New Orleans 2009
You Know You're Drunk When...
* You convince a cab driver to let fifteen people in one cab... and then endeavor to make him dance with you. While he's driving. He refuses.
* You strive to convince your friend to pee in a sink in a convenience store's two foot by two foot janitor's closet. You argue with the manager in the store while your friend is in the closet.
* You later attempt to pee in a parking garage until you get chased out.
* You awake the next morning to find one side of your ass containing one large bruise, seven small bruises, and no explanation.
* You kick a friend of a friend in the balls at a bar because he asks for your number. He hobbles outside only to return fifteen seconds later.
* You kiss a guy, walk away because he tastes like cigarettes, realize he was a good kisser despite the ashtray taste assaulting your tongue, return, kiss him again, and walk away. Again.
* You propose to a girl you just met through another friend (you are residing at her house), and twirl her around swing-dance status, dipping her, twisting her, curling her... your Mardi Gras beads entangle with hers and choke her. The more you endeavor to disentangle yourselves, the more you choke each other.
* You kiss a guy and continue to inform him (loudly), "I'm clean!"
* You get kicked out of a store for peeing in the employee's break room. There was no toilet in the break room.

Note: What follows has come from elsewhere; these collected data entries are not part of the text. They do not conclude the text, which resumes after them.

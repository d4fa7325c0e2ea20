use crate::app::{App, View};
use crossterm::event::{KeyCode, KeyEvent, KeyModifiers};
use pomo_core::{Clock, Scheduler};

pub(super) fn handle_history_key<C: Clock, S: Scheduler>(key: KeyEvent, app: &mut App<C, S>) {
    match key.code {
        KeyCode::Char('c') if key.modifiers.contains(KeyModifiers::CONTROL) => app.quit(),
        KeyCode::Char('q') | KeyCode::Char('Q') => app.quit(),
        KeyCode::Down | KeyCode::Char('j') => app.history_focus_down(),
        KeyCode::Up | KeyCode::Char('k') => app.history_focus_up(),
        KeyCode::PageDown => app.history_page(true),
        KeyCode::PageUp => app.history_page(false),
        KeyCode::Esc | KeyCode::Char('h') | KeyCode::Char('H') | KeyCode::Tab => {
            app.navigate_to(View::Timer);
        }
        _ => {}
    }
}
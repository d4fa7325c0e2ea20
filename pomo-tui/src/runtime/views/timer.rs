use crate::app::{App, FormField, View};
use crossterm::event::{KeyCode, KeyEvent, KeyModifiers};
use pomo_core::{Clock, Scheduler};

use super::super::action_queue::{Action, ActionTx};
use super::enqueue_action;

pub(super) fn handle_timer_key<C: Clock, S: Scheduler>(
    key: KeyEvent,
    app: &mut App<C, S>,
    action_tx: &ActionTx,
) {
    let ctrl = key.modifiers.contains(KeyModifiers::CONTROL);
    match key.code {
        // Ctrl+C quits from anywhere, even mid-typing
        KeyCode::Char('c') if ctrl => app.quit(),
        KeyCode::Char('x') if ctrl => {
            if app.is_running() {
                enqueue_action(action_tx, Action::StopCycle);
            } else {
                app.form_clear_field();
            }
        }
        KeyCode::Tab => app.focus_next_field(),
        KeyCode::BackTab => app.focus_previous_field(),
        KeyCode::Enter => handle_enter_key(app, action_tx),
        KeyCode::Esc => {
            if app.is_editing_input() {
                app.focused_field = FormField::Button;
            } else {
                app.clear_status();
            }
        }
        _ if app.is_editing_input() => handle_input_key(key, app),
        _ => handle_command_key(key, app, action_tx),
    }
}

fn handle_enter_key<C: Clock, S: Scheduler>(app: &mut App<C, S>, action_tx: &ActionTx) {
    if app.is_running() {
        enqueue_action(action_tx, Action::StopCycle);
    } else {
        enqueue_action(action_tx, Action::StartCycle);
    }
}

/// Keys while the task or duration input has focus.
fn handle_input_key<C: Clock, S: Scheduler>(key: KeyEvent, app: &mut App<C, S>) {
    match key.code {
        KeyCode::Char(c) if !key.modifiers.contains(KeyModifiers::CONTROL) => {
            app.form_input_char(c);
        }
        KeyCode::Backspace => app.form_backspace(),
        KeyCode::Left => app.form_move_cursor(true),
        KeyCode::Right => app.form_move_cursor(false),
        KeyCode::Home => app.form_cursor_edge(true),
        KeyCode::End => app.form_cursor_edge(false),
        KeyCode::Up => match app.focused_field {
            FormField::Task => app.cycle_task_suggestion(false),
            FormField::Minutes => app.step_minutes(true),
            FormField::Button => {}
        },
        KeyCode::Down => match app.focused_field {
            FormField::Task => app.cycle_task_suggestion(true),
            FormField::Minutes => app.step_minutes(false),
            FormField::Button => {}
        },
        _ => {}
    }
}

/// Single-letter commands, available when no input has focus.
fn handle_command_key<C: Clock, S: Scheduler>(
    key: KeyEvent,
    app: &mut App<C, S>,
    action_tx: &ActionTx,
) {
    match key.code {
        KeyCode::Char('q') | KeyCode::Char('Q') => app.quit(),
        KeyCode::Char('h') | KeyCode::Char('H') => app.navigate_to(View::History),
        KeyCode::Char('t') | KeyCode::Char('T') => app.toggle_timer_size(),
        KeyCode::Char(' ') => handle_enter_key(app, action_tx),
        KeyCode::Char('i') | KeyCode::Char('I') if !app.form_locked() => {
            app.focused_field = FormField::Task;
        }
        KeyCode::Down | KeyCode::Char('j') => app.focus_next_field(),
        KeyCode::Up | KeyCode::Char('k') => app.focus_previous_field(),
        _ => {}
    }
}

#[cfg(test)]
mod tests {
    use super::*;
    use crate::app::tests::test_app;
    use crate::runtime::action_queue::channel;
    use crate::runtime::actions::run_action;

    fn press(code: KeyCode) -> KeyEvent {
        KeyEvent::new(code, KeyModifiers::NONE)
    }

    fn type_str<C: Clock, S: Scheduler>(app: &mut App<C, S>, tx: &ActionTx, s: &str) {
        for c in s.chars() {
            handle_timer_key(press(KeyCode::Char(c)), app, tx);
        }
    }

    #[test]
    fn test_typing_task_then_enter_starts_cycle() {
        let (mut app, _, _) = test_app();
        let (tx, mut rx) = channel();

        type_str(&mut app, &tx, "Write report");
        handle_timer_key(press(KeyCode::Enter), &mut app, &tx);
        assert_eq!(rx.try_recv().ok(), Some(Action::StartCycle));
        run_action(Action::StartCycle, &mut app);

        assert!(app.is_running());
        assert_eq!(app.session.cycles()[0].task, "Write report");
    }

    #[test]
    fn test_letters_go_to_input_not_commands() {
        let (mut app, _, _) = test_app();
        let (tx, _rx) = channel();

        type_str(&mut app, &tx, "qh");
        assert!(app.running);
        assert_eq!(app.current_view, View::Timer);
        assert_eq!(app.task_input.value, "qh");
    }

    #[test]
    fn test_commands_after_leaving_input() {
        let (mut app, _, _) = test_app();
        let (tx, _rx) = channel();

        handle_timer_key(press(KeyCode::Esc), &mut app, &tx);
        assert_eq!(app.focused_field, FormField::Button);
        handle_timer_key(press(KeyCode::Char('h')), &mut app, &tx);
        assert_eq!(app.current_view, View::History);
    }

    #[test]
    fn test_ctrl_x_stops_running_cycle() {
        let (mut app, _, scheduler) = test_app();
        let (tx, mut rx) = channel();
        app.task_input.set("Write report");
        app.submit_cycle();

        handle_timer_key(
            KeyEvent::new(KeyCode::Char('x'), KeyModifiers::CONTROL),
            &mut app,
            &tx,
        );
        let action = rx.try_recv().unwrap();
        assert_eq!(action, Action::StopCycle);
        run_action(action, &mut app);

        assert!(!app.is_running());
        assert!(!scheduler.is_scheduled());
    }

    #[test]
    fn test_duration_arrows_step_by_five() {
        let (mut app, _, _) = test_app();
        let (tx, _rx) = channel();

        handle_timer_key(press(KeyCode::Tab), &mut app, &tx);
        assert_eq!(app.focused_field, FormField::Minutes);
        handle_timer_key(press(KeyCode::Up), &mut app, &tx);
        assert_eq!(app.minutes_input.value, "30");
        handle_timer_key(press(KeyCode::Down), &mut app, &tx);
        handle_timer_key(press(KeyCode::Down), &mut app, &tx);
        assert_eq!(app.minutes_input.value, "20");
    }
}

* You determine the rubber chicken you caught off a parade's float is a superior container for your daiquiri, as opposed to a plastic cup. You proceed to request the bartenders to re-fill daiquiri into said rubber chicken.
* You steal cotton candy from an unattended homeless man's cart. Twice.
** Unrelated Addition: favorite NOLA sign I witnessed:
"Child Abuse: $2."
For those concerned, distressed types: Child Abuse is a drink.